Metallic contaminants in crude oil can influence the desalter operations and, if allowed to continue past the desalter, can affect downstream catalyst performance. Two particular metals of prominence are sodium (Na) and calcium (Ca). While routinely present as chloride salts, these metals can also exist as salts of naphthenic acids. When improperly treated and carried over with emulsions, these naphthenate salts can also impact downstream operations and catalysts.

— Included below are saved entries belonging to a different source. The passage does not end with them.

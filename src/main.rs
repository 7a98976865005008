use clap::Parser;

mod app;
mod args;

use app::App;
use args::Args;

fn main() {
    env_logger::Builder::from_env(env_logger::Env::default().default_filter_or("info")).init();

    // clion needs help in trait annotation
    let args = <Args as Parser>::parse();

    let app = match App::new(&args) {
        Ok(app) => app,
        Err(e) => {
            log::error!("{e}");
            std::process::exit(e.exit_code());
        }
    };

    app.run();
}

Removal of naphthenate salts is a critical objective if a refiner wishes to process opportunity crudes. Desalter acidification offers an approach to converting the metals into water soluble salts that are easily removed with the desalter brine. This not only removes the metals from the desalted crude, it improves desalter operation and reliability by converting the naphthenates into oil soluble naphthenic acids. These acids must be accounted for downstream in both a corrosion program and in the impact these corrosive components could have on hydrotreater fouling.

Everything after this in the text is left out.